## Problem statement
Each record should be reproduced exactly.

## Data to examine
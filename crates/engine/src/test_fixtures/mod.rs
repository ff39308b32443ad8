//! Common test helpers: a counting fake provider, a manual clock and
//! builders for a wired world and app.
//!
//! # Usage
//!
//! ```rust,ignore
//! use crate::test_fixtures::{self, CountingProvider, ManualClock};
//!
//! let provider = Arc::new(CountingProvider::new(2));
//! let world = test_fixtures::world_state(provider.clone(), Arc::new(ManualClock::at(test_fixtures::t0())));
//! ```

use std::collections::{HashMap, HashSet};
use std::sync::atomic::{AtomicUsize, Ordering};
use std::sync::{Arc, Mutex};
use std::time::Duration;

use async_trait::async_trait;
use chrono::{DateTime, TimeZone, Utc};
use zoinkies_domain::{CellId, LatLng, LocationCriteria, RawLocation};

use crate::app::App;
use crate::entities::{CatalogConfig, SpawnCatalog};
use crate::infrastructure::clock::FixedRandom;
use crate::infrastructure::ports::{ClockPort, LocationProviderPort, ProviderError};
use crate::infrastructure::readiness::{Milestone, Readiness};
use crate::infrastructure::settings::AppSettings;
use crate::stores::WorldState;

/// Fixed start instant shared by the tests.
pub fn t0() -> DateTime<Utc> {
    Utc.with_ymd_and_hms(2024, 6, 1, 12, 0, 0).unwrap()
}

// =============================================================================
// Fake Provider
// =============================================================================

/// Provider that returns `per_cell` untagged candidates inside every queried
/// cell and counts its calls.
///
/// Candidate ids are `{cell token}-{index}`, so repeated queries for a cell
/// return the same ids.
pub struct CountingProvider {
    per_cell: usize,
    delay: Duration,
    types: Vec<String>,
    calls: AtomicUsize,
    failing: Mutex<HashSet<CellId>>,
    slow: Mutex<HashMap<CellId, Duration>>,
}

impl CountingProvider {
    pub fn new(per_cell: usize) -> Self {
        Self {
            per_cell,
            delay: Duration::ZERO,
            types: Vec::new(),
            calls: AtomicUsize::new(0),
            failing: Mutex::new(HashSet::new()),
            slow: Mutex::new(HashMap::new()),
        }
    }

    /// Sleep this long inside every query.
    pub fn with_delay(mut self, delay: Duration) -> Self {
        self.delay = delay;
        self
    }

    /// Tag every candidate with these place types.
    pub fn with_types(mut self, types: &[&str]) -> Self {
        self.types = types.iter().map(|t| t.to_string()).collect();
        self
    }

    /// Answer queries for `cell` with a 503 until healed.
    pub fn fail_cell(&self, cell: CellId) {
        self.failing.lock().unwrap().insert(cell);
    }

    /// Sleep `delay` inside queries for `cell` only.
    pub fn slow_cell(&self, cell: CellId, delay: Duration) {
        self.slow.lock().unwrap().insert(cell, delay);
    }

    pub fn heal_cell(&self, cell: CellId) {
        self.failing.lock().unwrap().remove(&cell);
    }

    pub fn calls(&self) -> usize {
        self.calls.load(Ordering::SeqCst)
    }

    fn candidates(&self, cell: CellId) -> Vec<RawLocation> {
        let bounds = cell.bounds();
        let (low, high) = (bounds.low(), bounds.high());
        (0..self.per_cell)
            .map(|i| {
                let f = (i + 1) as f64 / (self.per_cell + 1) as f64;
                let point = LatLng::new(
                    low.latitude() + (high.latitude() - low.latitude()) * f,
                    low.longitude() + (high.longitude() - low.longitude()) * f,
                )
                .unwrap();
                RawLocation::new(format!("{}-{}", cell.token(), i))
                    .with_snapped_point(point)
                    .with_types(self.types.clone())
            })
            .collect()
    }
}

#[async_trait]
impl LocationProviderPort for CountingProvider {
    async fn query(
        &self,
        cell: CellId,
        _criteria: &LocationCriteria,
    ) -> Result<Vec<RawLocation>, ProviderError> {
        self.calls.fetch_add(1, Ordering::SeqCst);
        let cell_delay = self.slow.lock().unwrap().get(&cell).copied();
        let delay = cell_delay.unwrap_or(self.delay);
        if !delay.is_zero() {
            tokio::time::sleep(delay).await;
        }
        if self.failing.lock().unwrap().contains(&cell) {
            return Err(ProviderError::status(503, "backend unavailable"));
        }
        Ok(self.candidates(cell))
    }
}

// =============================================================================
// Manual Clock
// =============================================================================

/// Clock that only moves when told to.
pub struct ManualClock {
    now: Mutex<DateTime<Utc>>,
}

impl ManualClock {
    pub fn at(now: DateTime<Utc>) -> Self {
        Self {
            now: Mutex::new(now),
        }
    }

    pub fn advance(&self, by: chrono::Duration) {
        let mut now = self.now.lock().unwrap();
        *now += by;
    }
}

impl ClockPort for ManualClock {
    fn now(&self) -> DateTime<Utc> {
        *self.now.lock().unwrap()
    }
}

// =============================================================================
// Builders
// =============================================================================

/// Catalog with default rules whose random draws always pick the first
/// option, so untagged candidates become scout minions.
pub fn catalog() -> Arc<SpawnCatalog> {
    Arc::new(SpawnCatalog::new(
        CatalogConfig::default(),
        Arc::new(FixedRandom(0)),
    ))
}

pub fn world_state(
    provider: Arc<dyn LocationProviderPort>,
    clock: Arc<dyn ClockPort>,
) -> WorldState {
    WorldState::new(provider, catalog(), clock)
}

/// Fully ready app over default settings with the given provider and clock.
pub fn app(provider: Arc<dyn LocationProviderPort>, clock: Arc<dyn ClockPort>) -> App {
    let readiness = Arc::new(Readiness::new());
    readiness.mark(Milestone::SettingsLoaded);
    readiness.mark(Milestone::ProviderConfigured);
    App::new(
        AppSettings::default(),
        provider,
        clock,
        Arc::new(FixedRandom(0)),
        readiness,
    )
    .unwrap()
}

## Answer box
filename crates/engine/src/test_fixtures/mod.rs
repository ff39308b32443ad8
//! Common test helpers: a counting fake provider, a manual clock and
//! builders for a wired world and app.
//!
//! # Usage
//!
//! ```rust,ignore
//! use crate::test_fixtures::{self, CountingProvider, ManualClock};
//!
//! let provider = Arc::new(CountingProvider::new(2));
//! let world = test_fixtures::world_state(provider.clone(), Arc::new(ManualClock::at(test_fixtures::t0())));
//! ```

use std::collections::{HashMap, HashSet};
use std::sync::atomic::{AtomicUsize, Ordering};
use std::sync::{Arc, Mutex};
use std::time::Duration;

use async_trait::async_trait;
use chrono::{DateTime, TimeZone, Utc};
use zoinkies_domain::{CellId, LatLng, LocationCriteria, RawLocation};

use crate::app::App;
use crate::entities::{CatalogConfig, SpawnCatalog};
use crate::infrastructure::clock::FixedRandom;
use crate::infrastructure::ports::{ClockPort, LocationProviderPort, ProviderError};
use crate::infrastructure::readiness::{Milestone, Readiness};
use crate::infrastructure::settings::AppSettings;
use crate::stores::WorldState;

/// Fixed start instant shared by the tests.
pub fn t0() -> DateTime<Utc> {
    Utc.with_ymd_and_hms(2024, 6, 1, 12, 0, 0).unwrap()
}

// =============================================================================
// Fake Provider
// =============================================================================

/// Provider that returns `per_cell` untagged candidates inside every queried
/// cell and counts its calls.
///
/// Candidate ids are `{cell token}-{index}`, so repeated queries for a cell
/// return the same ids.
pub struct CountingProvider {
    per_cell: usize,
    delay: Duration,
    types: Vec<String>,
    calls: AtomicUsize,
    failing: Mutex<HashSet<CellId>>,
    slow: Mutex<HashMap<CellId, Duration>>,
}

impl CountingProvider {
    pub fn new(per_cell: usize) -> Self {
        Self {
            per_cell,
            delay: Duration::ZERO,
            types: Vec::new(),
            calls: AtomicUsize::new(0),
            failing: Mutex::new(HashSet::new()),
            slow: Mutex::new(HashMap::new()),
        }
    }

    /// Sleep this long inside every query.
    pub fn with_delay(mut self, delay: Duration) -> Self {
        self.delay = delay;
        self
    }

    /// Tag every candidate with these place types.
    pub fn with_types(mut self, types: &[&str]) -> Self {
        self.types = types.iter().map(|t| t.to_string()).collect();
        self
    }

    /// Answer queries for `cell` with a 503 until healed.
    pub fn fail_cell(&self, cell: CellId) {
        self.failing.lock().unwrap().insert(cell);
    }

    /// Sleep `delay` inside queries for `cell` only.
    pub fn slow_cell(&self, cell: CellId, delay: Duration) {
        self.slow.lock().unwrap().insert(cell, delay);
    }

    pub fn heal_cell(&self, cell: CellId) {
        self.failing.lock().unwrap().remove(&cell);
    }

    pub fn calls(&self) -> usize {
        self.calls.load(Ordering::SeqCst)
    }

    fn candidates(&self, cell: CellId) -> Vec<RawLocation> {
        let bounds = cell.bounds();
        let (low, high) = (bounds.low(), bounds.high());
        (0..self.per_cell)
            .map(|i| {
                let f = (i + 1) as f64 / (self.per_cell + 1) as f64;
                let point = LatLng::new(
                    low.latitude() + (high.latitude() - low.latitude()) * f,
                    low.longitude() + (high.longitude() - low.longitude()) * f,
                )
                .unwrap();
                RawLocation::new(format!("{}-{}", cell.token(), i))
                    .with_snapped_point(point)
                    .with_types(self.types.clone())
            })
            .collect()
    }
}

#[async_trait]
impl LocationProviderPort for CountingProvider {
    async fn query(
        &self,
        cell: CellId,
        _criteria: &LocationCriteria,
    ) -> Result<Vec<RawLocation>, ProviderError> {
        self.calls.fetch_add(1, Ordering::SeqCst);
        let cell_delay = self.slow.lock().unwrap().get(&cell).copied();
        let delay = cell_delay.unwrap_or(self.delay);
        if !delay.is_zero() {
            tokio::time::sleep(delay).await;
        }
        if self.failing.lock().unwrap().contains(&cell) {
            return Err(ProviderError::status(503, "backend unavailable"));
        }
        Ok(self.candidates(cell))
    }
}

// =============================================================================
// Manual Clock
// =============================================================================

/// Clock that only moves when told to.
pub struct ManualClock {
    now: Mutex<DateTime<Utc>>,
}

impl ManualClock {
    pub fn at(now: DateTime<Utc>) -> Self {
        Self {
            now: Mutex::new(now),
        }
    }

    pub fn advance(&self, by: chrono::Duration) {
        let mut now = self.now.lock().unwrap();
        *now += by;
    }
}

impl ClockPort for ManualClock {
    fn now(&self) -> DateTime<Utc> {
        *self.now.lock().unwrap()
    }
}

// =============================================================================
// Builders
// =============================================================================

/// Catalog with default rules whose random draws always pick the first
/// option, so untagged candidates become scout minions.
pub fn catalog() -> Arc<SpawnCatalog> {
    Arc::new(SpawnCatalog::new(
        CatalogConfig::default(),
        Arc::new(FixedRandom(0)),
    ))
}

pub fn world_state(
    provider: Arc<dyn LocationProviderPort>,
    clock: Arc<dyn ClockPort>,
) -> WorldState {
    WorldState::new(provider, catalog(), clock)
}

/// Fully ready app over default settings with the given provider and clock.
pub fn app(provider: Arc<dyn LocationProviderPort>, clock: Arc<dyn ClockPort>) -> App {
    let readiness = Arc::new(Readiness::new());
    readiness.mark(Milestone::SettingsLoaded);
    readiness.mark(Milestone::ProviderConfigured);
    App::new(
        AppSettings::default(),
        provider,
        clock,
        Arc::new(FixedRandom(0)),
        readiness,
    )
    .unwrap()
}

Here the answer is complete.